For the Crunk Feminist Collective, their academic day jobs were lacking in conversations they actually wanted—relevant, real conversations about how race and gender politics intersect with pop culture and current events. To address this void, they started a blog that turned into a widespread movement. The Collective’s writings foster dialogue about activist methods, intersectionality, and sisterhood. And the writers’ personal identities—as black women; as sisters, daughters, and lovers; and as television watchers, sports fans, and music lovers—are never far from the discussion at hand.

These essays explore “Sex and Power in the Black Church,” discuss how “Clair Huxtable is Dead,” list “Five Ways Talib Kweli Can Become a Better Ally to Women in Hip Hop,” and dwell on “Dating with a Doctorate (She Got a Big Ego?).” Self-described as “critical homegirls,” the authors tackle life stuck between loving hip hop and ratchet culture while hating patriarchy, misogyny, and sexism.

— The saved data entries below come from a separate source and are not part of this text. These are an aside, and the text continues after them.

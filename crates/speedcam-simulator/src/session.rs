//! Simulation session: the single owner of all mutable driving state.

use serde::Serialize;
use speedcam_domain::{AlertState, CameraRecord, Cardinal, GeoPoint};

use crate::alert::{AlertResolver, CameraSet, RelativePosition, Resolution, ThreatCandidate};
use crate::config::EngineConfig;
use crate::cone::DetectionCone;
use crate::geocode::LOCATING;
use crate::kinematics::{self, InputFlags, Motion, VehiclePose};
use crate::teleport::{TeleportError, TeleportOutcome, resolve_teleport};

/// Read-only view handed to the render layer once per tick.
#[derive(Debug, Clone, PartialEq, Serialize)]
pub struct SessionSnapshot {
    pub tick: u64,
    pub position: GeoPoint,
    pub heading_deg: f64,
    pub cardinal: Cardinal,
    pub moving: bool,
    pub alert: AlertState,
    pub display: Option<ThreatCandidate>,
    pub relative_position: Option<RelativePosition>,
    pub address: String,
    pub message: Option<String>,
    pub camera_count: usize,
}

/// Pose, cameras and derived alert for one driver.
#[derive(Debug, Clone)]
pub struct SimulationSession {
    config: EngineConfig,
    resolver: AlertResolver,
    pose: VehiclePose,
    moving: bool,
    cameras: CameraSet,
    resolution: Resolution,
    address: String,
    message: Option<String>,
    tick: u64,
}

impl SimulationSession {
    /// Session at the configured start point, heading north, no cameras.
    #[must_use]
    pub fn new(config: EngineConfig) -> Self {
        let pose = VehiclePose::new(config.start, 0.0);
        let resolver = AlertResolver::from_config(&config);
        let cameras = CameraSet::default();
        let resolution = resolver.resolve(&pose, &cameras);

        Self {
            config,
            resolver,
            pose,
            moving: false,
            cameras,
            resolution,
            address: LOCATING.to_string(),
            message: None,
            tick: 0,
        }
    }

    pub fn config(&self) -> &EngineConfig {
        &self.config
    }

    pub fn pose(&self) -> VehiclePose {
        self.pose
    }

    pub fn resolution(&self) -> &Resolution {
        &self.resolution
    }

    pub fn cameras(&self) -> &CameraSet {
        &self.cameras
    }

    pub fn tick_count(&self) -> u64 {
        self.tick
    }

    fn reevaluate(&mut self) {
        self.resolution = self.resolver.resolve(&self.pose, &self.cameras);
    }

    /// Advance one tick with the input snapshot taken at tick start.
    pub fn step(&mut self, input: InputFlags) -> Motion {
        self.tick += 1;
        let motion = kinematics::step(&mut self.pose, input, &self.config);
        self.moving = motion == Motion::Moved;
        if self.moving {
            self.reevaluate();
        }
        motion
    }

    /// Replace the camera set and re-run the resolver.
    pub fn load_cameras(&mut self, records: Vec<CameraRecord>) {
        self.cameras = CameraSet::new(records);
        self.reevaluate();
    }

    /// Move the vehicle to raw coordinates entered by the operator.
    ///
    /// Heading is kept. Unreadable input leaves the pose alone and sets the
    /// error as the session message.
    ///
    /// # Errors
    ///
    /// Returns the [`TeleportError`] that was also stored as the message.
    pub fn teleport(&mut self, lat: &str, lon: &str) -> Result<TeleportOutcome, TeleportError> {
        match resolve_teleport(lat, lon, &self.config) {
            Ok(outcome) => {
                self.pose.position = outcome.destination();
                self.message = outcome.message();
                self.reevaluate();
                Ok(outcome)
            }
            Err(err) => {
                self.message = Some(err.to_string());
                Err(err)
            }
        }
    }

    pub fn set_address(&mut self, address: impl Into<String>) {
        self.address = address.into();
    }

    pub fn address(&self) -> &str {
        &self.address
    }

    pub fn message(&self) -> Option<&str> {
        self.message.as_deref()
    }

    #[must_use]
    pub fn snapshot(&self) -> SessionSnapshot {
        let display = self.resolution.display.clone();
        SessionSnapshot {
            tick: self.tick,
            position: self.pose.position,
            heading_deg: self.pose.heading_deg,
            cardinal: self.resolution.vehicle_cardinal,
            moving: self.moving,
            alert: self.resolution.state,
            relative_position: display.as_ref().map(ThreatCandidate::relative_position),
            display,
            address: self.address.clone(),
            message: self.message.clone(),
            camera_count: self.cameras.len(),
        }
    }

    /// Detection sector for the current pose.
    #[must_use]
    pub fn cone(&self) -> DetectionCone {
        DetectionCone::new(
            &self.pose,
            self.config.alert_range_m,
            self.config.cone_half_angle_deg,
            self.config.cone_arc_step_deg,
        )
    }

    /// Cameras inside the marker window around the vehicle.
    pub fn visible_cameras(&self) -> impl Iterator<Item = (&CameraRecord, GeoPoint)> {
        self.cameras
            .within_window(self.pose.position, self.config.marker_window_deg)
    }
}

#[cfg(test)]
mod tests {
    use super::*;
    use crate::geodesy::destination_point;

    fn record(position: GeoPoint, direction: &str) -> CameraRecord {
        CameraRecord {
            city_name: "花蓮縣".to_string(),
            latitude: position.latitude.to_string(),
            longitude: position.longitude.to_string(),
            direction: direction.to_string(),
            speed_limit: "60".to_string(),
            ..Default::default()
        }
    }

    #[test]
    fn test_new_session() {
        let session = SimulationSession::new(EngineConfig::default());
        let snap = session.snapshot();
        assert_eq!(snap.position, EngineConfig::default().start);
        assert_eq!(snap.heading_deg, 0.0);
        assert_eq!(snap.alert, AlertState::None);
        assert_eq!(snap.address, LOCATING);
        assert_eq!(snap.camera_count, 0);
        assert!(!snap.moving);
    }

    #[test]
    fn test_loading_cameras_resolves_immediately() {
        let mut session = SimulationSession::new(EngineConfig::default());
        let start = session.pose().position;
        session.load_cameras(vec![record(destination_point(start, 400.0, 0.0), "往北")]);
        assert_eq!(session.resolution().state, AlertState::DirectionMatch);
    }

    #[test]
    fn test_driving_into_range() {
        let mut session = SimulationSession::new(EngineConfig::default());
        let start = session.pose().position;
        session.load_cameras(vec![record(destination_point(start, 720.0, 0.0), "")]);
        assert_eq!(session.resolution().state, AlertState::None);

        let forward = InputFlags::from_keys("w");
        // 0.00006 deg of latitude is about 6.7 m
        for _ in 0..10 {
            session.step(forward);
        }
        let snap = session.snapshot();
        assert!(snap.moving);
        assert_eq!(snap.tick, 10);
        assert_eq!(snap.alert, AlertState::DirectionMatch);
        assert_eq!(snap.relative_position, Some(RelativePosition::Ahead));

        session.step(InputFlags::default());
        assert!(!session.snapshot().moving);
        assert_eq!(session.snapshot().alert, AlertState::DirectionMatch);
    }

    #[test]
    fn test_teleport_keeps_heading() {
        let mut session = SimulationSession::new(EngineConfig::default());
        session.step(InputFlags::from_keys("d"));
        let heading = session.pose().heading_deg;

        session.teleport("23.5", "121.0").unwrap();
        assert_eq!(session.pose().position, GeoPoint::new(23.5, 121.0));
        assert_eq!(session.pose().heading_deg, heading);
        assert!(session.message().is_none());
    }

    #[test]
    fn test_teleport_format_error_leaves_pose() {
        let mut session = SimulationSession::new(EngineConfig::default());
        let before = session.pose();
        assert!(session.teleport("north", "121").is_err());
        assert_eq!(session.pose(), before);
        assert!(session.message().unwrap().starts_with("format error"));
    }

    #[test]
    fn test_teleport_outside_uses_fallback() {
        let mut session = SimulationSession::new(EngineConfig::default());
        session.teleport("35.0", "139.0").unwrap();
        assert_eq!(session.pose().position, GeoPoint::new(22.6502, 120.3275));
        assert!(session.message().is_some());

        session.teleport("23.0", "121.0").unwrap();
        assert!(session.message().is_none());
    }

    #[test]
    fn test_visible_cameras_window() {
        let mut session = SimulationSession::new(EngineConfig::default());
        let start = session.pose().position;
        session.load_cameras(vec![
            record(destination_point(start, 1000.0, 45.0), ""),
            record(GeoPoint::new(start.latitude + 0.2, start.longitude), ""),
        ]);
        assert_eq!(session.visible_cameras().count(), 1);
    }

    #[test]
    fn test_cone_follows_pose() {
        let mut session = SimulationSession::new(EngineConfig::default());
        session.step(InputFlags::from_keys("w"));
        assert_eq!(session.cone().apex(), session.pose().position);
    }
}
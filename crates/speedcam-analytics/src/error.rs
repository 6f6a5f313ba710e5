//! Analytics error types.

use thiserror::Error;

/// Analytics errors.
#[derive(Error, Debug)]
pub enum AnalyticsError {
    /// Data conversion error
    #[error("Data conversion error: {0}")]
    Conversion(String),
}

/// Result type for analytics operations.
pub type Result<T> = std::result::Result<T, AnalyticsError>;
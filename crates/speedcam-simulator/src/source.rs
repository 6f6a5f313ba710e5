//! Where the simulator gets its cameras from.

use std::path::PathBuf;

use reqwest::Client;
use speedcam_domain::CameraRecord;
use speedcam_store::repository::json_file::Document;
use tracing::info;

use crate::error::{Result, SimulatorError};

/// One-shot camera source, read at session start.
#[derive(Debug, Clone)]
pub enum CameraFeed {
    /// `GET` returning a JSON array of records (the REST API's `/points`)
    Http { url: String },
    /// JSON store document `{"points": [...]}`; must already exist
    File { path: PathBuf },
    Inline(Vec<CameraRecord>),
}

impl CameraFeed {
    /// Fetch the full record list.
    ///
    /// # Errors
    ///
    /// Fails on transport errors, non-success HTTP status, a missing file or
    /// malformed JSON.
    pub async fn load(&self) -> Result<Vec<CameraRecord>> {
        let records = match self {
            Self::Http { url } => {
                Client::new()
                    .get(url)
                    .send()
                    .await?
                    .error_for_status()?
                    .json::<Vec<CameraRecord>>()
                    .await?
            }
            Self::File { path } => {
                let raw = tokio::fs::read(path)
                    .await
                    .map_err(speedcam_store::StoreError::from)?;
                serde_json::from_slice::<Document>(&raw)
                    .map_err(|e| SimulatorError::Source(format!("{}: {e}", path.display())))?
                    .points
            }
            Self::Inline(records) => records.clone(),
        };

        info!(source = %self, count = records.len(), "Cameras loaded");
        Ok(records)
    }
}

impl std::fmt::Display for CameraFeed {
    fn fmt(&self, f: &mut std::fmt::Formatter<'_>) -> std::fmt::Result {
        match self {
            Self::Http { url } => write!(f, "{url}"),
            Self::File { path } => write!(f, "{}", path.display()),
            Self::Inline(records) => write!(f, "inline({})", records.len()),
        }
    }
}

#[cfg(test)]
mod tests {
    use super::*;

    #[tokio::test]
    async fn test_file_feed() {
        let dir = tempfile::tempdir().unwrap();
        let path = dir.path().join("db.json");
        std::fs::write(
            &path,
            r#"{"points":[{"CityName":"花蓮縣","Latitude":"24.0","Longitude":"121.6","limit":"50"}]}"#,
        )
        .unwrap();

        let records = CameraFeed::File { path }.load().await.unwrap();
        assert_eq!(records.len(), 1);
        assert_eq!(records[0].speed_limit, "50");
    }

    #[tokio::test]
    async fn test_missing_file_is_an_error() {
        let dir = tempfile::tempdir().unwrap();
        let feed = CameraFeed::File {
            path: dir.path().join("absent.json"),
        };
        assert!(matches!(feed.load().await, Err(SimulatorError::Store(_))));
    }

    #[tokio::test]
    async fn test_malformed_file() {
        let dir = tempfile::tempdir().unwrap();
        let path = dir.path().join("db.json");
        std::fs::write(&path, "not json").unwrap();
        assert!(matches!(
            CameraFeed::File { path }.load().await,
            Err(SimulatorError::Source(_))
        ));
    }

    #[tokio::test]
    async fn test_inline() {
        let feed = CameraFeed::Inline(vec![CameraRecord::default(); 3]);
        assert_eq!(feed.load().await.unwrap().len(), 3);
        assert_eq!(feed.to_string(), "inline(3)");
    }
}
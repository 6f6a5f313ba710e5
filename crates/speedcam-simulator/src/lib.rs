//! # Speed Camera Simulator
//!
//! Drive a virtual vehicle over a camera map and raise proximity alerts.
//!
//! ## Pipeline per tick
//!
//! 1. Sample the held controls ([`InputFlags`])
//! 2. Integrate heading and position ([`kinematics::step`])
//! 3. Measure every camera against the pose and pick the nearest threat
//!    inside the forward cone ([`AlertResolver`])
//! 4. Publish a [`SessionSnapshot`]
//!
//! Reverse geocoding of the position runs beside the loop, debounced.

#![forbid(unsafe_code)]
#![warn(clippy::all)]

pub mod alert;
pub mod cone;
pub mod config;
pub mod debounce;
pub mod direction;
pub mod error;
pub mod geocode;
pub mod geodesy;
pub mod input;
pub mod kinematics;
pub mod runtime;
pub mod session;
pub mod source;
pub mod teleport;

pub use alert::{AlertResolver, CameraSet, RelativePosition, Resolution, ThreatCandidate};
pub use cone::DetectionCone;
pub use config::{Bounds, EngineConfig};
pub use direction::DirectionLabel;
pub use error::{Result, SimulatorError};
pub use geocode::{FixedGeocoder, NominatimGeocoder, ReverseGeocoder, SharedGeocoder};
pub use input::{Command, parse_command};
pub use kinematics::{InputFlags, Motion, VehiclePose};
pub use runtime::{Control, Runtime, RuntimeOptions};
pub use session::{SessionSnapshot, SimulationSession};
pub use source::CameraFeed;
pub use teleport::{TeleportError, TeleportOutcome, resolve_teleport};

“Refreshing and timely.” —Bitch Magazine

“Our favorite sister bloggers.” —ELLE

“By centering a Black Feminist lens, The Collection provides readers with a more nuanced perspective on everything from gender to race to sexuality to class to movement-building, packaged neatly in easy-to-read pieces that take on weighty and thorny ideas willingly and enthusiastically in pursuit of a more just world.” —Autostraddle

Paperback | 360 pages | The Feminist Press at CUNY | 2017


Susana M. Morris is associate professor of Literature, Media, and Communication at the Georgia Institute of Technology and previously taught at Spelman College and Auburn University. She is the author of Close Kin and Distant Relatives: The Paradox of Respectability in Black Women’s Literature (University of Virginia Press 2014). She is the co-editor, with Brittney C. Cooper and Robin M. Boylorn, of The Crunk Feminist Collection (Feminist Press 2017) and co-editor, with Kinitra D. Brooks and Linda Addison, of Sycorax’s Daughters (Cedar Grove 2017), a short story collection of horror written by Black women.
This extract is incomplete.